[Paraview] Rendering performance issue?

Albina, Frank frank.albina at sauber-motorsport.com
Wed Apr 11 10:48:38 EDT 2012


Dear Berk!

Thank you very much for the reply.

Actually, I have been able to narrow down the issue I am having by using the enclosed script, which uses the paraview.simple.Sphere source to perform basic rendering. The output looks like this:

[cid:image004.jpg at 01CD1802.F17DD810]
Until now, all rendering I performed was done with MESA and I have been running the rendering scripts by setting renderView.UseOffscreenRenderingForScreenshots=1. Now, the interesting bit is that running OpenGL with this flag set to 1 does not make a big difference for my compiled version of ParaView 3.8.1 but it does for all subsequent versions. This is summarized in the table below, which gives the time spent in performing rendering and dumping the screenshots to file on my test HW:


ParaView 3.8.1

ParaView-3.10.1

ParaView-3.12.0

ParaView-3.14.1

UseOffscreenRenderingForScreenshots=1

50.68

327.39

322.7

324.77

UseOffscreenRenderingForScreenshots=0

41.21

43.94

38.66

38.62


For all the tests performed, I have been using pvbatch renderSpheres.py. I could recover for all PV versions 3.10.1, 3.12.0 and 3.14.1 the same rendering time as with UseOffscreenRenderingForScreenshots=1 by running pvbatch --use-offscreen-rendering renderSpheres.py, which is allegedly not supposed to work unless one uses software rendering. Is there any reason why I should not set the flag UseOffscreenRenderingForScreenshots  to  1 when running PV compiled against OpenGL in batch?
Also, with UseOffscreenRenderingForScreenshots=1, for each screenshot, a rendering window opens and closes every time, wherea with UseOffscreenRenderingForScreenshots=0, the rendering window stays open the whole time and rendering is much faster.

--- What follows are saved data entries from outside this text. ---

//! Command line argument definitions.

use clap::{Parser, Subcommand};
use std::path::PathBuf;

/// TidyFlix - Keep a movie collection tidy
#[derive(Parser, Debug)]
#[command(name = "tidyflix")]
#[command(author, version, about, long_about = None)]
pub struct Cli {
    /// Enable verbose output
    #[arg(short, long, global = true)]
    pub verbose: bool,

    /// Disable colored output
    #[arg(long, global = true)]
    pub no_color: bool,

    #[command(subcommand)]
    pub command: Commands,
}

#[derive(Subcommand, Debug)]
pub enum Commands {
    /// Find and manage duplicate movie directories with quality scoring
    Dedup {
        /// Directories to scan for duplicates (default: current directory)
        #[arg(value_name = "DIR", default_values_os_t = vec![PathBuf::from(".")])]
        directories: Vec<PathBuf>,

        /// Comma-separated language codes to show in subtitle lists (e.g. EN,FR)
        #[arg(short = 'l', long, value_name = "LANG")]
        languages: Option<String>,
    },

    /// Normalize directory names into a canonical dotted form
    Normalize {
        /// Directories whose subdirectories get renamed (default: current directory)
        #[arg(value_name = "DIR", default_values_os_t = vec![PathBuf::from(".")])]
        directories: Vec<PathBuf>,

        /// Show what would be changed without renaming anything
        #[arg(long)]
        dry_run: bool,

        /// Show the individual rewrite steps applied to each name
        #[arg(short = 'e', long)]
        explain: bool,
    },

    /// Delete unwanted files (.txt, .exe, .url) recursively
    Clean {
        /// Directories to clean (default: current directory)
        #[arg(value_name = "DIR", default_values_os_t = vec![PathBuf::from(".")])]
        directories: Vec<PathBuf>,

        /// Show what would be deleted without deleting anything
        #[arg(long)]
        dry_run: bool,
    },

    /// Move loose media files into per-title subdirectories
    Organize {
        /// Directories to organize (default: current directory)
        #[arg(value_name = "DIR", default_values_os_t = vec![PathBuf::from(".")])]
        directories: Vec<PathBuf>,

        /// Show what would be moved without moving anything
        #[arg(long)]
        dry_run: bool,
    },

    /// Verify that every subdirectory contains at least one media file
    Verify {
        /// Directories to verify (default: current directory)
        #[arg(value_name = "DIR", default_values_os_t = vec![PathBuf::from(".")])]
        directories: Vec<PathBuf>,

        /// Delete subdirectories without media files
        #[arg(long)]
        delete: bool,
    },

    /// Rename main media files to match their parent directory names
    Filenames {
        /// Directories to process (default: current directory)
        #[arg(value_name = "DIR", default_values_os_t = vec![PathBuf::from(".")])]
        directories: Vec<PathBuf>,

        /// Show what would be renamed without renaming anything
        #[arg(long)]
        dry_run: bool,
    },
}

/// Parse a `-l EN,FR` style argument into uppercased language codes.
pub fn parse_language_filter(raw: Option<&str>) -> Option<Vec<String>> {
    raw.map(|value| {
        value
            .split(',')
            .map(|lang| lang.trim().to_uppercase())
            .filter(|lang| !lang.is_empty())
            .collect()
    })
    .filter(|langs: &Vec<String>| !langs.is_empty())
}

#[cfg(test)]
mod tests {
    use super::*;

    #[test]
    fn test_parse_language_filter() {
        assert_eq!(parse_language_filter(None), None);
        assert_eq!(
            parse_language_filter(Some("en")),
            Some(vec!["EN".to_string()])
        );
        assert_eq!(
            parse_language_filter(Some("EN, fr ,es")),
            Some(vec!["EN".to_string(), "FR".to_string(), "ES".to_string()])
        );
        assert_eq!(parse_language_filter(Some(" , ")), None);
    }
}
//! Media file organization command.

use crate::cli::commands;
use crate::utils::fs as fsutil;
use crate::utils::ui::Palette;
use crate::Result;
use std::path::{Path, PathBuf};

/// Move each loose media file into a subdirectory named after the file
/// (stem with spaces replaced by dots).
pub fn run(directories: &[PathBuf], dry_run: bool, palette: Palette) -> Result<bool> {
    let target_dirs = commands::validate_directories(directories)?;

    let mut success = true;
    let mut total_moved = 0usize;

    for target_dir in &target_dirs {
        let resolved = commands::display_path(target_dir);
        println!(
            "{}",
            palette.cyan(&format!("Processing directory: {}", resolved.display()))
        );

        let mut media_files: Vec<PathBuf> = Vec::new();
        for entry in std::fs::read_dir(target_dir)?.flatten() {
            let path = entry.path();
            if path.is_file() && fsutil::is_media_file(&path) {
                media_files.push(path);
            }
        }
        media_files.sort();

        if media_files.is_empty() {
            println!("  No media files found in {}", resolved.display());
            continue;
        }
        println!("  Found {} media file(s)", media_files.len());

        for file_path in &media_files {
            match organize_single_file(file_path, dry_run, palette) {
                Ok(true) => total_moved += 1,
                Ok(false) => {}
                Err(e) => {
                    println!(
                        "  {} Could not move {} - {}",
                        palette.red("FAILED:"),
                        file_name(file_path),
                        e
                    );
                    success = false;
                }
            }
        }
    }

    if dry_run {
        println!(
            "\n{}",
            palette.cyan(&format!(
                "Dry run complete. {} file(s) would be organized.",
                total_moved
            ))
        );
    } else {
        println!(
            "\n{}",
            palette.green(&format!(
                "Organization complete. {} file(s) moved successfully.",
                total_moved
            ))
        );
    }

    Ok(success)
}

fn organize_single_file(file_path: &Path, dry_run: bool, palette: Palette) -> Result<bool> {
    let stem = file_path
        .file_stem()
        .map(|s| s.to_string_lossy().to_string())
        .unwrap_or_default();
    let subdir_name = stem.replace(' ', ".");

    let parent = file_path.parent().unwrap_or_else(|| Path::new("."));
    let destination_dir = parent.join(&subdir_name);
    let destination_file = destination_dir.join(file_path.file_name().unwrap_or_default());

    if destination_file.exists() {
        println!(
            "  {}",
            palette.yellow(&format!(
                "Skipping {} - destination already exists",
                file_name(file_path)
            ))
        );
        return Ok(false);
    }

    if dry_run {
        println!(
            "  {} {}",
            palette.blue("Would create:"),
            destination_dir.display()
        );
        println!(
            "  {} {} -> {}",
            palette.blue("Would move:"),
            file_name(file_path),
            destination_dir.display()
        );
        return Ok(true);
    }

    if !destination_dir.exists() {
        println!(
            "  {} {}",
            palette.green("Creating:"),
            destination_dir.display()
        );
        std::fs::create_dir_all(&destination_dir)?;
    }

    println!(
        "  {} {} -> {}",
        palette.green("Moving:"),
        file_name(file_path),
        destination_dir.display()
    );
    std::fs::rename(file_path, &destination_file)?;
    Ok(true)
}

fn file_name(path: &Path) -> String {
    path.file_name()
        .map(|n| n.to_string_lossy().to_string())
        .unwrap_or_else(|| path.display().to_string())
}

Also , out of curiosity, I have recompiled today morning the PV versions 3.8.1 & 3.14.1 without MPI support and with the same Qt, Python and gcc version (resp 4.6.4, 2.7.2, 4.5.3). Now the results are the following:


ParaView 3.8.1

ParaView-3.14.1

UseOffscreenRenderingForScreenshots=1

291.11

1099.74

UseOffscreenRenderingForScreenshots=0

52.42

36.19


The PV version 3.14.1 when setting UseOffscreenRenderingForScreenshots to 0 fails to generate a correct rendering (see below) while two spheres should be visible:

[cid:image005.jpg at 01CD1802.F17DD810]
For me, the only obvious reason for the performance difference here seems to be compilation without MPI support, but I will need to check that in more details.

Concerning the performance hit with MPI in parallel, I found that PV 3.8.1 was outperforming PV3.10.1 and PV3.12.0 when using offscreen-rendering with MESA. I do not have exact numbers, but there was a factor of 50% if I recall it correctly. As soon as I have more on this subject,  I'll let you know.

Hope this helps.

Cheers,

Frank.


From: Berk Geveci [mailto:berk.geveci at kitware.com]
Sent: Dienstag, 10. April 2012 22:17
To: Albina, Frank
Cc: paraview at paraview.org
Subject: Re: [Paraview] Rendering performance issue?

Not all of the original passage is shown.